(Input for this task)
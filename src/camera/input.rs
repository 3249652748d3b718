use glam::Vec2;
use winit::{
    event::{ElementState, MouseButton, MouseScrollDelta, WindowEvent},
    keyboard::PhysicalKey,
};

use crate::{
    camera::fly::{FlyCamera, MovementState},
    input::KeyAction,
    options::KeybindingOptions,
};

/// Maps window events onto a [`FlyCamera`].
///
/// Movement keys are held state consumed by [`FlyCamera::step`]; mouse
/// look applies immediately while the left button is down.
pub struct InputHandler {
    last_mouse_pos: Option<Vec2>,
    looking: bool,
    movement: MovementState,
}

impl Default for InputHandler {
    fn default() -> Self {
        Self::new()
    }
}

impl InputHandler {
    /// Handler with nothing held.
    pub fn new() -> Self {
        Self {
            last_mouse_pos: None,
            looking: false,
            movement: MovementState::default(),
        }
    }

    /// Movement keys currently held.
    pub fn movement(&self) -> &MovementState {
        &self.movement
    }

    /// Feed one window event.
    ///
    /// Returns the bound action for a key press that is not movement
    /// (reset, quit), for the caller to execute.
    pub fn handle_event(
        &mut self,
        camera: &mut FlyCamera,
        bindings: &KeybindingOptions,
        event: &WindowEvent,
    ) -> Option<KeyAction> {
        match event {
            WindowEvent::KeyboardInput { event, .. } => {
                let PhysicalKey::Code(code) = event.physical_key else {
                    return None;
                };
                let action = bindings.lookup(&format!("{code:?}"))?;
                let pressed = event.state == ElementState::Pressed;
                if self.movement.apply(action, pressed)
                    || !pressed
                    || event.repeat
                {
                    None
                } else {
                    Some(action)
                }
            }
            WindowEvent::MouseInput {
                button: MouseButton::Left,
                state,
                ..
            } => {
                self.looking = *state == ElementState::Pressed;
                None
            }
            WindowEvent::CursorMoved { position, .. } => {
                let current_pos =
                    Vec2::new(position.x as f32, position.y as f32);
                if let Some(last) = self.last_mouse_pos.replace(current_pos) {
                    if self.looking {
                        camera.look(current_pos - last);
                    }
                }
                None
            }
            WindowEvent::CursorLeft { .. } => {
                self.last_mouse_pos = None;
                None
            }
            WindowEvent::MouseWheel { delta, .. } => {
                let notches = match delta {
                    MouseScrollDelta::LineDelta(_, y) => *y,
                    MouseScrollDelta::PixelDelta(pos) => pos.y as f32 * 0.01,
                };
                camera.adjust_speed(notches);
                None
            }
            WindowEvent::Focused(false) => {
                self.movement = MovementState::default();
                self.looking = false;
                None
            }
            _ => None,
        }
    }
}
(End Input for this task)
(Input for this task)
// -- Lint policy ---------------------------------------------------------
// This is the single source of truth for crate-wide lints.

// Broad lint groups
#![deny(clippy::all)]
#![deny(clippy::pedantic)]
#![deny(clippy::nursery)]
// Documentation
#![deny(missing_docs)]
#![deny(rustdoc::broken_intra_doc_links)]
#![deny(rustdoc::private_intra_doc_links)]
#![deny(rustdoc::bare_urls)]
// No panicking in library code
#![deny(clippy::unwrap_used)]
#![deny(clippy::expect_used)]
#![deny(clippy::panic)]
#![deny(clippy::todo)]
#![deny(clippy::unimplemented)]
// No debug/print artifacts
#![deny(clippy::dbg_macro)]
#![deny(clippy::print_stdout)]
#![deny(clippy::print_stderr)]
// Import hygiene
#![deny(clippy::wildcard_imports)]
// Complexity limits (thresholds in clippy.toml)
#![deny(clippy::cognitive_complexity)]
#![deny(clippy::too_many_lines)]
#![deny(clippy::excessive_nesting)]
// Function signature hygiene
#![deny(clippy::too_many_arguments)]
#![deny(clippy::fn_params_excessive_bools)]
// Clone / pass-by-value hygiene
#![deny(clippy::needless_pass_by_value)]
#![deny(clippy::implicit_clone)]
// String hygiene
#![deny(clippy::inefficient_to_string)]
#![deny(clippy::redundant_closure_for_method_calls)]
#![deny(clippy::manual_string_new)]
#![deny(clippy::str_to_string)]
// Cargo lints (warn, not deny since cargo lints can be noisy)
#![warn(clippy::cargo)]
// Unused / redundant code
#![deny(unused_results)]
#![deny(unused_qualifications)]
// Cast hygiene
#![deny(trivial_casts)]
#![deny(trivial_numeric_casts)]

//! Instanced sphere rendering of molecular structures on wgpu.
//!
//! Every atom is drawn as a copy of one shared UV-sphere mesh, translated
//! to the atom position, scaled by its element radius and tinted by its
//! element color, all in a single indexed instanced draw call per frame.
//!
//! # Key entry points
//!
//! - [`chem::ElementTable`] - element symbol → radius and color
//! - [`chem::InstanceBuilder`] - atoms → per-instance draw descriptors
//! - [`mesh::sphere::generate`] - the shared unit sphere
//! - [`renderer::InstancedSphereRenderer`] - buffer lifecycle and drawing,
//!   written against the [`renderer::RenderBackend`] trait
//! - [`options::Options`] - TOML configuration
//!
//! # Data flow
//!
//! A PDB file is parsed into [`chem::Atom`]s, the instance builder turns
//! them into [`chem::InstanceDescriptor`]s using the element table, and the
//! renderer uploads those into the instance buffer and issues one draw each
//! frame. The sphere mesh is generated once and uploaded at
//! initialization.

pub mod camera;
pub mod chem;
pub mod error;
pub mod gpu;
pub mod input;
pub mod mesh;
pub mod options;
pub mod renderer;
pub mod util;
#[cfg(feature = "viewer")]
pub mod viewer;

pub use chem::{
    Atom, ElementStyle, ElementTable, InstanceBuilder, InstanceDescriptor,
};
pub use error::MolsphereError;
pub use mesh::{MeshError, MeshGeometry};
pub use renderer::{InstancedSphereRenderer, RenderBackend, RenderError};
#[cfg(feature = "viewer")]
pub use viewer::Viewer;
(End Input for this task)
> [What is expected] Above are the records; copy exactly the lines from the line with "#![deny(clippy::expect_used)]" through the line with "Function signature hygiene", both included.

> [Response]
#![deny(clippy::expect_used)]
#![deny(clippy::panic)]
#![deny(clippy::todo)]
#![deny(clippy::unimplemented)]
// No debug/print artifacts
#![deny(clippy::dbg_macro)]
#![deny(clippy::print_stdout)]
#![deny(clippy::print_stderr)]
// Import hygiene
#![deny(clippy::wildcard_imports)]
// Complexity limits (thresholds in clippy.toml)
#![deny(clippy::cognitive_complexity)]
#![deny(clippy::too_many_lines)]
#![deny(clippy::excessive_nesting)]
// Function signature hygiene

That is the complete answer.